The influence of calcineurin inhibitors on pulse wave velocity in renal transplant recipients.

Ren Fail

Department of Nephrology, Hypertension and Internal Diseases, Collegium Medicum in Bydgoszcz, Nicolaus Copernicus University Torun, Poland.

Published: November 2007

AI Article Synopsis

  • Pulse wave velocity (PWV) is a measure of arterial stiffness and a cardiovascular risk factor in hemodialysis patients, and this study compares the effects of cyclosporine A (CyA) and tacrolimus (TAC) on PWV in renal transplant recipients.
  • The study involved 152 cadaveric renal transplant recipients, with measurements of PWV showing that the CyA group had significantly higher arterial stiffness compared to the TAC group, along with elevated levels of uric acid and cholesterol.
  • The findings suggest that CyA is linked to poorer cardiovascular risk profiles and increased arterial stiffness, highlighting the potential risks of CyA-based immunosuppressive therapy for transplant patients.

Article Abstract

Background: Pulse wave velocity (PWV) is a marker of the arterial wall stiffness and independent cardiovascular risk factor in hemodialysis patients.
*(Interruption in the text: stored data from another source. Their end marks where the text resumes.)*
//! Default settings loaded from a TOML configuration file.
//!
//! Nothing in here is global: the CLI loads a [`Config`] once and turns it,
//! together with its own flags, into an explicit
//! [`ClassificationRequest`](crate::classifier::ClassificationRequest).
//!
//! # Configuration File Format
//!
//! ```toml
//! [defaults]
//! pattern = 'artist[_\s-]*([^,]+)'
//! extensions = "jpg, jpeg, png, webp, bmp, gif"
//! mode = "move"
//! case_insensitive = true
//!
//! [journal]
//! directory = "/home/me/.local/share/namesort"
//! ```

use crate::enumerate::ExtensionFilter;
use crate::journal::{JournalResult, JournalStore, OperationMode};
use serde::{Deserialize, Serialize};
use std::fs;
use std::path::{Path, PathBuf};

/// Pattern used when neither the command line nor a config file names one.
pub const DEFAULT_PATTERN: &str = r"artist[_\s-]*([^,]+)";

/// Errors that can occur during configuration loading.
#[derive(Debug, Clone)]
pub enum ConfigError {
    /// Configuration file not found at the specified path.
    ConfigNotFound(PathBuf),
    /// Invalid TOML syntax or structure.
    ConfigInvalid(String),
    /// IO error while reading configuration.
    IoError(String),
}

impl std::fmt::Display for ConfigError {
    fn fmt(&self, f: &mut std::fmt::Formatter<'_>) -> std::fmt::Result {
        match self {
            ConfigError::ConfigNotFound(path) => {
                write!(f, "Configuration file not found: {}", path.display())
            }
            ConfigError::ConfigInvalid(msg) => write!(f, "Invalid configuration: {}", msg),
            ConfigError::IoError(msg) => write!(f, "IO error reading configuration: {}", msg),
        }
    }
}

impl std::error::Error for ConfigError {}

/// Named extension lists for common kinds of files.
#[derive(Debug, Clone, Copy, PartialEq, Eq, Serialize, Deserialize, clap::ValueEnum)]
#[serde(rename_all = "lowercase")]
pub enum ExtensionPreset {
    Images,
    Documents,
    Other,
}

impl ExtensionPreset {
    pub fn extensions(&self) -> &'static str {
        match self {
            ExtensionPreset::Images => "jpg, jpeg, png, webp, bmp, gif",
            ExtensionPreset::Documents => "pdf, doc, docx, xls, xlsx, ppt, pptx, txt, md",
            ExtensionPreset::Other => "zip, 7z, rar, mp4, mp3, wav",
        }
    }

    pub fn filter(&self) -> ExtensionFilter {
        ExtensionFilter::parse(self.extensions())
    }
}

/// Top-level configuration file.
#[derive(Debug, Clone, Default, PartialEq, Eq, Serialize, Deserialize)]
pub struct Config {
    #[serde(default)]
    pub defaults: RunDefaults,
    #[serde(default)]
    pub journal: JournalSettings,
}

/// Values used for any run setting the command line leaves out.
#[derive(Debug, Clone, PartialEq, Eq, Serialize, Deserialize)]
pub struct RunDefaults {
    #[serde(default = "default_pattern")]
    pub pattern: String,
    /// Comma-separated extension list. Empty means every file.
    #[serde(default = "default_extensions")]
    pub extensions: String,
    #[serde(default)]
    pub mode: OperationMode,
    #[serde(default = "default_case_insensitive")]
    pub case_insensitive: bool,
}

impl Default for RunDefaults {
    fn default() -> Self {
        Self {
            pattern: default_pattern(),
            extensions: default_extensions(),
            mode: OperationMode::Move,
            case_insensitive: default_case_insensitive(),
        }
    }
}

fn default_pattern() -> String {
    DEFAULT_PATTERN.to_string()
}

fn default_extensions() -> String {
    ExtensionPreset::Images.extensions().to_string()
}

fn default_case_insensitive() -> bool {
    true
}

/// Where journals are kept.
#[derive(Debug, Clone, Default, PartialEq, Eq, Serialize, Deserialize)]
pub struct JournalSettings {
    /// Overrides the `classify_moves/` directory next to the executable.
    #[serde(default)]
    pub directory: Option<PathBuf>,
}

impl Config {
    /// Load configuration from a file, with fallback to defaults.
    ///
    /// Attempts to load configuration in the following order:
    /// 1. If `config_path` is provided, load from that file
    /// 2. Look for `.namesortrc.toml` in the current directory
    /// 3. Look for `~/.config/namesort/config.toml` in home directory
    /// 4. Fall back to default configuration
    ///
    /// # Errors
    ///
    /// Returns an error if a configuration file is explicitly provided but cannot be
    /// read, or if any file found is not valid TOML.
    pub fn load(config_path: Option<&Path>) -> Result<Self, ConfigError> {
        if let Some(path) = config_path {
            return Self::load_from_file(path);
        }

        let local_config = PathBuf::from(".namesortrc.toml");
        if local_config.exists() {
            return Self::load_from_file(&local_config);
        }

        if let Ok(home) = std::env::var("HOME") {
            let home_config = PathBuf::from(home)
                .join(".config")
                .join("namesort")
                .join("config.toml");
            if home_config.exists() {
                return Self::load_from_file(&home_config);
            }
        }

        Ok(Self::default())
    }

    /// Load configuration from a specific file.
    fn load_from_file(path: &Path) -> Result<Self, ConfigError> {
        if !path.exists() {
            return Err(ConfigError::ConfigNotFound(path.to_path_buf()));
        }

        let content = fs::read_to_string(path).map_err(|e| ConfigError::IoError(e.to_string()))?;

        toml::from_str(&content).map_err(|e| ConfigError::ConfigInvalid(e.to_string()))
    }

    /// The journal store to use, honoring an explicit override first.
    pub fn journal_store(&self, override_dir: Option<&Path>) -> JournalResult<JournalStore> {
        match override_dir.or(self.journal.directory.as_deref()) {
            Some(dir) => Ok(JournalStore::new(dir)),
            None => JournalStore::beside_executable(),
        }
    }
}

#[cfg(test)]
mod tests {
    use super::*;
    use tempfile::TempDir;

    #[test]
    fn test_default_config() {
        let config = Config::default();
        assert_eq!(config.defaults.pattern, DEFAULT_PATTERN);
        assert_eq!(config.defaults.mode, OperationMode::Move);
        assert!(config.defaults.case_insensitive);
        assert_eq!(
            ExtensionFilter::parse(&config.defaults.extensions),
            ExtensionPreset::Images.filter()
        );
        assert!(config.journal.directory.is_none());
    }

    #[test]
    fn test_load_full_file() {
        let temp_dir = TempDir::new().expect("Failed to create temp directory");
        let path = temp_dir.path().join("config.toml");
        fs::write(
            &path,
            r#"
[defaults]
pattern = '#(\d+)'
extensions = "pdf"
mode = "copy"
case_insensitive = false

[journal]
directory = "/var/tmp/journals"
"#,
        )
        .unwrap();

        let config = Config::load(Some(&path)).expect("Config should load");
        assert_eq!(config.defaults.pattern, r"#(\d+)");
        assert_eq!(config.defaults.extensions, "pdf");
        assert_eq!(config.defaults.mode, OperationMode::Copy);
        assert!(!config.defaults.case_insensitive);
        assert_eq!(
            config.journal.directory,
            Some(PathBuf::from("/var/tmp/journals"))
        );
    }

    #[test]
    fn test_partial_file_keeps_defaults() {
        let temp_dir = TempDir::new().expect("Failed to create temp directory");
        let path = temp_dir.path().join("config.toml");
        fs::write(&path, "[defaults]\nmode = \"copy\"\n").unwrap();

        let config = Config::load(Some(&path)).expect("Config should load");
        assert_eq!(config.defaults.mode, OperationMode::Copy);
        assert_eq!(config.defaults.pattern, DEFAULT_PATTERN);
        assert!(config.defaults.case_insensitive);
    }

    #[test]
    fn test_missing_explicit_file_is_error() {
        let result = Config::load(Some(Path::new("/non/existent/config.toml")));
        assert!(matches!(result, Err(ConfigError::ConfigNotFound(_))));
    }

    #[test]
    fn test_invalid_toml_is_error() {
        let temp_dir = TempDir::new().expect("Failed to create temp directory");
        let path = temp_dir.path().join("config.toml");
        fs::write(&path, "[defaults\nmode = ").unwrap();

        assert!(matches!(
            Config::load(Some(&path)),
            Err(ConfigError::ConfigInvalid(_))
        ));
    }

    #[test]
    fn test_unknown_mode_is_error() {
        let temp_dir = TempDir::new().expect("Failed to create temp directory");
        let path = temp_dir.path().join("config.toml");
        fs::write(&path, "[defaults]\nmode = \"rename\"\n").unwrap();

        assert!(Config::load(Some(&path)).is_err());
    }

    #[test]
    fn test_journal_store_precedence() {
        let mut config = Config::default();
        config.journal.directory = Some(PathBuf::from("/from/config"));

        let store = config.journal_store(Some(Path::new("/from/flag"))).unwrap();
        assert_eq!(store.dir(), Path::new("/from/flag"));

        let store = config.journal_store(None).unwrap();
        assert_eq!(store.dir(), Path::new("/from/config"));

        let store = Config::default().journal_store(None).unwrap();
        assert!(store.dir().ends_with("classify_moves"));
    }

    #[test]
    fn test_presets() {
        assert!(ExtensionPreset::Images.filter().allows(Path::new("a.webp")));
        assert!(ExtensionPreset::Documents.filter().allows(Path::new("a.MD")));
        assert!(ExtensionPreset::Other.filter().allows(Path::new("a.7z")));
        assert!(!ExtensionPreset::Images.filter().allows(Path::new("a.pdf")));
    }
}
Cyclosporine A (CyA) and tacrolimus (TAC) are known to differ in the influence on cardiovascular risk factors in renal transplant recipients. Recent studies suggest that CyA may decrease arterial compliance. The aim of the study was to assess the influence of CyA and TAC on the PWV and arterial wall stiffness in renal transplant recipients.

Methods: The study population consisted of two groups of cadaveric renal transplant recipients, 76 patients each, matched for age, sex, blood pressure, body mass index, and length of the post-transplant follow-up. PWV between carotid and femoral artery was measured using a Complior device. Fasting blood was sampled for serum creatinine, lipid profile, uric acid, glucose, and C-reactive protein.

Results: Aortic pulse wave velocity -- a marker of increased arterial stiffness -- was significantly higher in CyA group compared with TAC group (9.33 +/- 2.10 vs. 8.54 +/- 1.35, respectively; p < 0.01). Uric acid, total cholesterol, triglycerides, and LDL-cholesterol concentrations were significantly higher in CyA group. Significant correlations were found between PWV and age, systolic and diastolic blood pressure, and fasting glucose in the CyA group, but only between PWV and age in TAC group.

Conclusion: CyA-based immunosuppressive therapy is associated with an unfavorable profile of cardiovascular risk factors and increased arterial stiffness in renal transplant recipients.